_Brief_: Find the line in the data below that contains "#[derive(Clone, Copy, Debug)]". Return that line and all the lines after it, unchanged.

++++ Exercise data

#[cfg(test)]
mod tests {
    use super::*;
    use crate::catalog::{DefaultStats, PlanetImage};
    use crate::model::VitalTuning;
    use crate::storage::{MemoryStore, KEY_ADOPTED_PET, KEY_PET_STATS, KEY_SCORE};

    #[derive(Default)]
    struct Recorder {
        logs: Vec<LogEntry>,
        severities: Vec<(VitalKind, Severity)>,
        cooldowns: Vec<(VitalKind, u64)>,
        finished: Vec<VitalKind>,
        asteroids: usize,
        game_overs: usize,
        fades: usize,
    }

    impl Presenter for Recorder {
        fn log(&mut self, entry: &LogEntry) {
            self.logs.push(entry.clone());
        }
        fn severity_changed(&mut self, kind: VitalKind, severity: Severity) {
            self.severities.push((kind, severity));
        }
        fn cooldown_started(&mut self, kind: VitalKind, secs: u64) {
            self.cooldowns.push((kind, secs));
        }
        fn cooldown_finished(&mut self, kind: VitalKind) {
            self.finished.push(kind);
        }
        fn asteroid_spawned(&mut self, _asteroid: &Asteroid) {
            self.asteroids += 1;
        }
        fn game_over(&mut self) {
            self.game_overs += 1;
        }
        fn fade_out(&mut self) {
            self.fades += 1;
        }
    }

    impl Recorder {
        fn count(&self, level: LogLevel) -> usize {
            self.logs.iter().filter(|e| e.level == level).count()
        }
    }

    fn pet(stability: f32, energy: f32, strength: f32) -> AdoptedPet {
        AdoptedPet {
            id: 0,
            name: "Testa".to_string(),
            image: PlanetImage {
                base: [0, 0, 0],
                accent: [0, 0, 0],
                ocean: [0, 0, 0],
                atmosphere: [0, 0, 0],
                rings: false,
                seed: 0,
                roughness: 0.5,
                bands: 0.5,
                clouds: 0.0,
                ice: 0.0,
            },
            description: String::new(),
            default_stats: DefaultStats {
                stability,
                energy,
                strength,
            },
        }
    }

    /// Decay effectively disabled so the supervisor can be driven by hand.
    fn frozen_rules() -> Rules {
        let mut rules = Rules::default();
        for t in rules.tuning.values_mut() {
            t.tick_interval_ms = 1_000_000_000;
        }
        rules.spawner.probability_per_tick = 0.0;
        rules
    }

    fn game(p: AdoptedPet, rules: Rules) -> (GameView, Session<MemoryStore>, Recorder) {
        let mut session = Session::new(MemoryStore::default());
        let mut rec = Recorder::default();
        let mut g = GameView::resume(p, &session, rules, 1);
        g.set_viewport(160.0, 96.0);
        g.start(0, &mut session, &mut rec);
        (g, session, rec)
    }

    #[test]
    fn decay_removes_exactly_n_ticks() {
        let mut rules = Rules::default();
        rules.spawner.probability_per_tick = 0.0;
        let (mut g, mut session, mut rec) = game(pet(90.0, 90.0, 90.0), rules);

        g.advance(9_000, &mut session, &mut rec);
        assert_eq!(g.stats().get(VitalKind::Stability).value, 90.0 - 3.0);
        assert_eq!(g.stats().get(VitalKind::Energy).value, 90.0 - 6.0);
        assert_eq!(g.stats().get(VitalKind::Strength).value, 90.0 - 4.0);

        let rules = Rules::default();
        let restored = session.pet_stats(&pet(0.0, 0.0, 0.0).default_stats, &rules);
        assert_eq!(&restored, g.stats());
    }

    #[test]
    fn decay_is_not_clamped_below_zero() {
        let mut rules = Rules::default();
        rules.tuning.insert(
            VitalKind::Energy,
            VitalTuning {
                increase_by: 10.0,
                cooldown_ms: 1000,
                decay_per_tick: 4.0,
                tick_interval_ms: 100,
            },
        );
        rules.supervise_interval_ms = 1_000_000;
        rules.spawner.probability_per_tick = 0.0;
        let (mut g, mut session, mut rec) = game(pet(90.0, 10.0, 90.0), rules);
        g.advance(500, &mut session, &mut rec);
        assert_eq!(g.stats().get(VitalKind::Energy).value, 10.0 - 20.0);
    }

    #[test]
    fn score_counts_supervisory_ticks_and_high_score_only_rises() {
        let mut session = Session::new(MemoryStore::default());
        session.set_high_score(5);
        let mut rec = Recorder::default();
        let mut g = GameView::resume(pet(90.0, 90.0, 90.0), &session, frozen_rules(), 1);
        g.start(0, &mut session, &mut rec);

        g.advance(3_000, &mut session, &mut rec);
        assert_eq!(g.score(), 3);
        assert_eq!(g.high_score(), 5);
        assert_eq!(session.high_score(), 5);

        g.advance(7_000, &mut session, &mut rec);
        assert_eq!(g.score(), 7);
        assert_eq!(g.high_score(), 7);
        assert_eq!(session.high_score(), 7);
        assert_eq!(session.score(), 7);
    }

    #[test]
    fn band_logs_are_edge_triggered() {
        let (mut g, mut session, mut rec) = game(pet(90.0, 90.0, 90.0), frozen_rules());
        let mut now = 0;
        for value in [70.0, 60.0, 60.0, 20.0] {
            g.stats_mut().get_mut(VitalKind::Strength).value = value;
            now += 1000;
            g.advance(now, &mut session, &mut rec);
        }
        assert_eq!(rec.count(LogLevel::Warning), 1);
        assert_eq!(rec.count(LogLevel::Critical), 1);
        assert!(rec.logs.iter().any(|e| e.message.contains("strength is slipping (60)")));
        assert_eq!(
            rec.severities
                .iter()
                .filter(|(k, _)| *k == VitalKind::Strength)
                .map(|(_, s)| *s)
                .collect::<Vec<_>>(),
            vec![Severity::Normal, Severity::Warning, Severity::Critical]
        );
    }

    #[test]
    fn zero_vital_halts_everything_and_clears_storage() {
        let mut rules = Rules::default();
        rules.spawner.probability_per_tick = 0.0;
        let (mut g, mut session, mut rec) = game(pet(1.0, 90.0, 90.0), rules);

        // stability decays to 0 at 3000ms, the same instant as the third supervision
        g.advance(3_000, &mut session, &mut rec);
        assert_eq!(g.stats().get(VitalKind::Stability).value, 0.0);
        assert!(matches!(g.phase(), Phase::GameOver { restart_at: 8_000 }));
        assert!(!g.timers_running());
        assert_eq!(g.score(), 2);
        assert_eq!(rec.game_overs, 1);
        assert_eq!(rec.count(LogLevel::Fatal), 1);

        let store = session.store();
        assert_eq!(store.get(KEY_PET_STATS), None);
        assert_eq!(store.get(KEY_ADOPTED_PET), None);
        assert_eq!(store.get(KEY_SCORE), None);

        let energy = g.stats().get(VitalKind::Energy).value;
        g.advance(7_999, &mut session, &mut rec);
        assert_eq!(g.stats().get(VitalKind::Energy).value, energy);
        assert_eq!(session.store().get(KEY_PET_STATS), None);
        assert_eq!(rec.fades, 0);

        g.advance(8_000, &mut session, &mut rec);
        assert_eq!(rec.fades, 1);
        assert!(matches!(g.phase(), Phase::Fading { until: 11_000 }));
        assert_eq!(g.fade_opacity(9_500), 0.5);
        g.advance(11_000, &mut session, &mut rec);
        assert!(g.is_ended());
        assert_eq!(rec.game_overs, 1);
    }

    #[test]
    fn increase_applies_cooldown_and_persists() {
        let (mut g, mut session, mut rec) = game(pet(50.0, 50.0, 50.0), frozen_rules());
        let out = g.increase(VitalKind::Energy, 1_000, &mut session, &mut rec);
        assert_eq!(out, Some(IncreaseOutcome::Applied { value: 65.0 }));
        assert_eq!(rec.cooldowns, vec![(VitalKind::Energy, 5)]);
        assert_eq!(g.countdown_secs(VitalKind::Energy, 3_500), Some(3));

        let stored = session.pet_stats(&pet(0.0, 0.0, 0.0).default_stats, &frozen_rules());
        assert_eq!(stored.get(VitalKind::Energy).value, 65.0);
        assert_eq!(stored.get(VitalKind::Energy).last_increased_at, Some(1_000));

        let out = g.increase(VitalKind::Energy, 2_000, &mut session, &mut rec);
        assert_eq!(out, Some(IncreaseOutcome::CoolingDown { remaining_ms: 4_000 }));
        assert!(rec.logs.last().unwrap().message.contains("Please wait 4s"));
        assert_eq!(rec.logs.last().unwrap().level, LogLevel::Notice);

        g.advance(6_000, &mut session, &mut rec);
        assert_eq!(rec.finished, vec![VitalKind::Energy]);
        assert_eq!(g.countdown_secs(VitalKind::Energy, 6_000), None);
        let out = g.increase(VitalKind::Energy, 6_000, &mut session, &mut rec);
        assert_eq!(out, Some(IncreaseOutcome::Applied { value: 80.0 }));
    }

    #[test]
    fn increase_above_optimal_is_a_notice() {
        let (mut g, mut session, mut rec) = game(pet(95.0, 50.0, 50.0), frozen_rules());
        let out = g.increase(VitalKind::Stability, 0, &mut session, &mut rec);
        assert_eq!(out, Some(IncreaseOutcome::AlreadyOptimal));
        assert_eq!(g.stats().get(VitalKind::Stability).value, 95.0);
        assert_eq!(rec.logs.last().unwrap().message, "Stability is already optimal.");
    }

    #[test]
    fn actions_are_ignored_after_game_over() {
        let (mut g, mut session, mut rec) = game(pet(50.0, 50.0, 50.0), frozen_rules());
        g.stats_mut().get_mut(VitalKind::Energy).value = -1.0;
        g.advance(1_000, &mut session, &mut rec);
        assert_eq!(g.increase(VitalKind::Energy, 1_500, &mut session, &mut rec), None);
    }

    #[test]
    fn asteroids_spawn_on_ticks_and_remove_themselves() {
        let mut rules = frozen_rules();
        rules.spawner.probability_per_tick = 1.0;
        let (mut g, mut session, mut rec) = game(pet(90.0, 90.0, 90.0), rules);
        g.advance(1_000, &mut session, &mut rec);
        assert_eq!(rec.asteroids, 1);
        assert_eq!(g.asteroids().len(), 1);
        let first = g.asteroids()[0];
        let ends = first.started_at + first.duration_ms;
        assert_eq!(first.started_at, 1_000);

        g.advance(ends, &mut session, &mut rec);
        assert!(g.asteroids().iter().all(|a| a.started_at > 1_000));
        assert!(g.asteroids().iter().all(|a| !a.is_finished(ends)));
    }

    #[test]
    fn clicked_asteroid_fades_and_goes_away() {
        let mut rules = frozen_rules();
        rules.spawner.probability_per_tick = 1.0;
        let (mut g, mut session, mut rec) = game(pet(90.0, 90.0, 90.0), rules);
        g.advance(1_000, &mut session, &mut rec);
        let a = g.asteroids()[0];
        let (at, (col, row)) = (a.started_at..a.started_at + a.duration_ms)
            .step_by(50)
            .find_map(|t| a.cell_at(t).map(|cell| (t, cell)))
            .unwrap();

        assert!(!g.dismiss_asteroid_at(col.wrapping_add(40), row.wrapping_add(40), at));
        assert!(g.dismiss_asteroid_at(col, row, at));
        assert!(!g.dismiss_asteroid_at(col, row, at));
        assert_eq!(g.asteroids()[0].opacity(at + 100), 0.5);

        // the supervisor keeps spawning; only the first asteroid is watched
        g.advance(at + 200, &mut session, &mut rec);
        assert!(g.asteroids().iter().all(|b| b.started_at != a.started_at));
    }

    #[test]
    fn resumed_cooldown_keeps_its_countdown() {
        let mut session = Session::new(MemoryStore::default());
        let rules = frozen_rules();
        let mut rec = Recorder::default();
        let mut g = GameView::adopt(pet(50.0, 50.0, 50.0), &session, rules.clone(), 1);
        g.start(99_000, &mut session, &mut rec);
        let out = g.increase(VitalKind::Energy, 100_000, &mut session, &mut rec);
        assert_eq!(out, Some(IncreaseOutcome::Applied { value: 65.0 }));

        let mut rec = Recorder::default();
        let mut g = GameView::resume(pet(50.0, 50.0, 50.0), &session, rules, 2);
        g.start(101_000, &mut session, &mut rec);
        assert_eq!(g.countdown_secs(VitalKind::Energy, 101_000), Some(4));
        assert_eq!(g.countdown_secs(VitalKind::Stability, 101_000), None);
        assert_eq!(rec.cooldowns, vec![(VitalKind::Energy, 4)]);
        assert_eq!(
            g.increase(VitalKind::Energy, 101_000, &mut session, &mut rec),
            Some(IncreaseOutcome::CoolingDown { remaining_ms: 4_000 })
        );

        g.advance(105_000, &mut session, &mut rec);
        assert_eq!(rec.finished, vec![VitalKind::Energy]);
        assert_eq!(g.countdown_secs(VitalKind::Energy, 105_000), None);
    }

    #[test]
    fn expired_cooldown_is_not_restored() {
        let mut session = Session::new(MemoryStore::default());
        let rules = frozen_rules();
        let mut rec = Recorder::default();
        let mut g = GameView::adopt(pet(50.0, 50.0, 50.0), &session, rules.clone(), 1);
        g.start(0, &mut session, &mut rec);
        g.increase(VitalKind::Energy, 1_000, &mut session, &mut rec);

        let mut rec = Recorder::default();
        let mut g = GameView::resume(pet(50.0, 50.0, 50.0), &session, rules, 2);
        g.start(6_000, &mut session, &mut rec);
        assert_eq!(g.countdown_secs(VitalKind::Energy, 6_000), None);
        assert!(rec.cooldowns.is_empty());
    }

    #[test]
    fn log_is_bounded() {
        let mut rules = frozen_rules();
        rules.log_capacity = 4;
        let (mut g, mut session, mut rec) = game(pet(95.0, 50.0, 50.0), rules);
        for i in 0..10 {
            g.increase(VitalKind::Stability, i, &mut session, &mut rec);
        }
        assert_eq!(g.log().count(), 4);
        assert_eq!(rec.logs.len(), 11);
    }

    #[test]
    fn adopting_ignores_leftover_stats() {
        let mut session = Session::new(MemoryStore::default());
        let rules = frozen_rules();
        let mut stale = PetStats::from_defaults(&pet(10.0, 10.0, 10.0).default_stats, &rules);
        stale.get_mut(VitalKind::Stability).value = 3.0;
        session.set_pet_stats(&stale);
        session.set_score(40);
        session.set_high_score(41);

        let mut rec = Recorder::default();
        let mut g = GameView::adopt(pet(80.0, 80.0, 80.0), &session, rules.clone(), 2);
        g.start(0, &mut session, &mut rec);
        assert_eq!(g.stats().get(VitalKind::Stability).value, 80.0);
        assert_eq!(g.score(), 0);
        assert_eq!(g.high_score(), 41);
        let stored = session.pet_stats(&pet(0.0, 0.0, 0.0).default_stats, &rules);
        assert_eq!(stored.get(VitalKind::Stability).value, 80.0);
    }

    #[test]
    fn resume_uses_stored_stats_and_score() {
        let mut session = Session::new(MemoryStore::default());
        let rules = frozen_rules();
        let mut stats = PetStats::from_defaults(&pet(70.0, 70.0, 70.0).default_stats, &rules);
        stats.get_mut(VitalKind::Energy).value = 33.0;
        session.set_pet_stats(&stats);
        session.set_score(12);
        let g = GameView::resume(pet(70.0, 70.0, 70.0), &session, rules, 3);
        assert_eq!(g.stats().get(VitalKind::Energy).value, 33.0);
        assert_eq!(g.score(), 12);
        assert_eq!(g.severity(VitalKind::Energy), Severity::Warning);
    }
}
use crossterm::style::Color;
use serde::{Deserialize, Serialize};

#[derive(Clone, Copy, Debug, Default, Serialize, Deserialize, PartialEq, Eq)]
#[serde(rename_all = "lowercase")]
pub(crate) enum Theme {
    #[default]
    Dark,
    Light,
}

#[derive(Clone, Copy, Debug)]
pub(crate) struct Palette {
    pub(crate) bg: Color,
    pub(crate) fg: Color,
    pub(crate) dim: Color,
    pub(crate) highlight: Color,
    pub(crate) dot: (u8, u8, u8),
    pub(crate) dot_glow: (u8, u8, u8),
}

impl Theme {
    pub(crate) fn name(self) -> &'static str {
        match self {
            Theme::Dark => "dark",
            Theme::Light => "light",
        }
    }

    /// Unknown names fall back to the default theme.
    pub(crate) fn from_name(name: &str) -> Self {
        match name.trim() {
            "light" => Theme::Light,
            _ => Theme::Dark,
        }
    }

    pub(crate) fn toggle(self) -> Self {
        match self {
            Theme::Dark => Theme::Light,
            Theme::Light => Theme::Dark,
        }
    }

    pub(crate) fn palette(self) -> Palette {
        match self {
            Theme::Dark => Palette {
                bg: Color::Rgb { r: 6, g: 7, b: 12 },
                fg: Color::Rgb { r: 210, g: 220, b: 235 },
                dim: Color::Rgb { r: 120, g: 130, b: 150 },
                highlight: Color::Rgb { r: 255, g: 220, b: 120 },
                dot: (200, 210, 255),
                dot_glow: (90, 110, 200),
            },
            Theme::Light => Palette {
                bg: Color::Rgb { r: 236, g: 234, b: 226 },
                fg: Color::Rgb { r: 30, g: 32, b: 40 },
                dim: Color::Rgb { r: 110, g: 110, b: 120 },
                highlight: Color::Rgb { r: 170, g: 80, b: 20 },
                dot: (60, 70, 110),
                dot_glow: (150, 160, 200),
            },
        }
    }
}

++++++++

_Solution to this task_:
#[derive(Clone, Copy, Debug)]
pub(crate) struct Palette {
    pub(crate) bg: Color,
    pub(crate) fg: Color,
    pub(crate) dim: Color,
    pub(crate) highlight: Color,
    pub(crate) dot: (u8, u8, u8),
    pub(crate) dot_glow: (u8, u8, u8),
}

impl Theme {
    pub(crate) fn name(self) -> &'static str {
        match self {
            Theme::Dark => "dark",
            Theme::Light => "light",
        }
    }

    /// Unknown names fall back to the default theme.
    pub(crate) fn from_name(name: &str) -> Self {
        match name.trim() {
            "light" => Theme::Light,
            _ => Theme::Dark,
        }
    }

    pub(crate) fn toggle(self) -> Self {
        match self {
            Theme::Dark => Theme::Light,
            Theme::Light => Theme::Dark,
        }
    }

    pub(crate) fn palette(self) -> Palette {
        match self {
            Theme::Dark => Palette {
                bg: Color::Rgb { r: 6, g: 7, b: 12 },
                fg: Color::Rgb { r: 210, g: 220, b: 235 },
                dim: Color::Rgb { r: 120, g: 130, b: 150 },
                highlight: Color::Rgb { r: 255, g: 220, b: 120 },
                dot: (200, 210, 255),
                dot_glow: (90, 110, 200),
            },
            Theme::Light => Palette {
                bg: Color::Rgb { r: 236, g: 234, b: 226 },
                fg: Color::Rgb { r: 30, g: 32, b: 40 },
                dim: Color::Rgb { r: 110, g: 110, b: 120 },
                highlight: Color::Rgb { r: 170, g: 80, b: 20 },
                dot: (60, 70, 110),
                dot_glow: (150, 160, 200),
            },
        }
    }
}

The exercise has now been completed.